The second goal, however, concerns the affordability, accessibility and quality of higher education. Under the system which comes into force later this year, domestic and EU undergraduates will not be required to pay any tuition fees up front. Instead, they will begin to repay the cost of their education only upon earning more than £21,000 (about $33,000) per year. At the same time, any institution wishing to charge its students more than £6,000 per year for any degree can only receive authority to do so once it has provided a credible plan to grow its intake from less privileged parts of society (or can demonstrate that it already performs strongly in this regard); by the 2015/16 academic year, universities are set to spend more than half as much again as they currently do to attract disadvantaged students. So far as teaching is concerned, every university is now under greater pressure to convince potential applicants about the value of its courses, as more discerning students look harder for evidence of regular contact with lecturers, modern facilities and strong employment outcomes.
These benefits extend to adult learners. First-time undergraduates of any age are eligible for loans to cover their fees, as well as scholarships and bursaries from individual institutions. As important, we have broadened eligibility to include part-time students, so that parents and adults already in work have a real chance to fulfil their ambitions. One quarter of our students pursue their courses on a part-time basis, a proportion we expect to increase.
We are also exploring ways to ensure that the skills of graduates accord with what businesses need–a vital consideration for older students, for whom a decent job is all the more urgent. A review into business-university links will report imminently, with recommendations on co-designed courses, work experience opportunities and employer sponsorship.

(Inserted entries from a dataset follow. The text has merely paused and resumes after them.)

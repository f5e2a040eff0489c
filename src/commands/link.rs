//! `somnio link` command - store a relationship by hand

use crate::cli::args::LinkArgs;
use crate::cli::Cli;
use crate::commands::dispatch::synchronizer;
use crate::commands::format::{print_json, score};
use crate::output_by_format_result;
use somnio_core::error::Result;
use somnio_core::store::Store;

/// Execute the link command
pub fn execute(cli: &Cli, store: &Store, args: &LinkArgs) -> Result<()> {
    let edge = synchronizer(store).link_dreams(
        &args.from,
        &args.to,
        args.similarity,
        args.theme.clone(),
    )?;

    output_by_format_result!(cli.format,
        json => { print_json(&edge) },
        human => {
            if !cli.quiet {
                println!(
                    "Linked {} -> {} ({})",
                    edge.dream1_id,
                    edge.dream2_id,
                    score(edge.similarity)
                );
            }
        }
    )
}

It will obviously take time before we can accurately assess the impact of our reforms. The most recent higher education application figures suggest that demand among people from the most disadvantaged backgrounds remains strong, with a 0.2% decrease on the previous year, but we have seen a drop in applications to full-time courses from would-be mature students. This may well reflect understandable concerns about the current position of the labour market–and such individuals now have part-time study as a viable alternative. Others may view England’s massively expanded apprenticeship programme as a more attractive route to advanced skills and rewarding careers.
England is far from alone in changing the way it funds higher education. According to the OECD’s Education at a Glance 2011, 14 out of 25 countries (for which data is available) have reformed tuition fees and support for students since 1995. Tuition fees, for example, have been introduced or increased in Australia, Austria, Japan, the Netherlands, New Zealand, Portugal, and the US.

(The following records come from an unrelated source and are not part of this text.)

use serde::Serialize;

use super::emotion::emotion_similarity;
use super::sets::jaccard;
use crate::dream::Dream;
use crate::text::extract_keywords;

/// Weight of the tag overlap component
pub const TAG_WEIGHT: f64 = 0.50;

/// Weight of the keyword overlap component
pub const KEYWORD_WEIGHT: f64 = 0.35;

/// Weight of the emotion component
pub const EMOTION_WEIGHT: f64 = 0.15;

/// Individual component scores for a dream pair
#[derive(Debug, Clone, Copy, PartialEq, Default, Serialize)]
#[serde(rename_all = "camelCase")]
pub struct ComponentScores {
    pub tag_similarity: f64,
    pub keyword_similarity: f64,
    pub emotion_similarity: f64,
}

impl ComponentScores {
    /// Compute the three components for a pair of dreams
    pub fn between(a: &Dream, b: &Dream) -> Self {
        let keywords_a = extract_keywords(&a.similarity_text());
        let keywords_b = extract_keywords(&b.similarity_text());

        ComponentScores {
            tag_similarity: jaccard(&a.tags, &b.tags),
            keyword_similarity: jaccard(&keywords_a, &keywords_b),
            emotion_similarity: emotion_similarity(a.emotion.as_ref(), b.emotion.as_ref()),
        }
    }

    /// Weighted combination of the components
    pub fn weighted(&self) -> f64 {
        (self.tag_similarity * TAG_WEIGHT)
            + (self.keyword_similarity * KEYWORD_WEIGHT)
            + (self.emotion_similarity * EMOTION_WEIGHT)
    }
}

/// Overall similarity between two dreams in `[0, 1]`
///
/// A dream compared with itself (same id) scores 0.
pub fn calculate_similarity(a: &Dream, b: &Dream) -> f64 {
    if a.id == b.id {
        return 0.0;
    }

    ComponentScores::between(a, b).weighted()
}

Yet perhaps the more significant trend is the growing recognition, in all parts of the world, of the value of universities to national success and well-being. In an ever more competitive and international higher education system, we have taken the necessary steps to give our universities and colleges the resources to underpin worldleading teaching and research, and to give our graduates–adults included–every advantage in the global marketplace.
OECD (2011), Education at a Glance, Paris.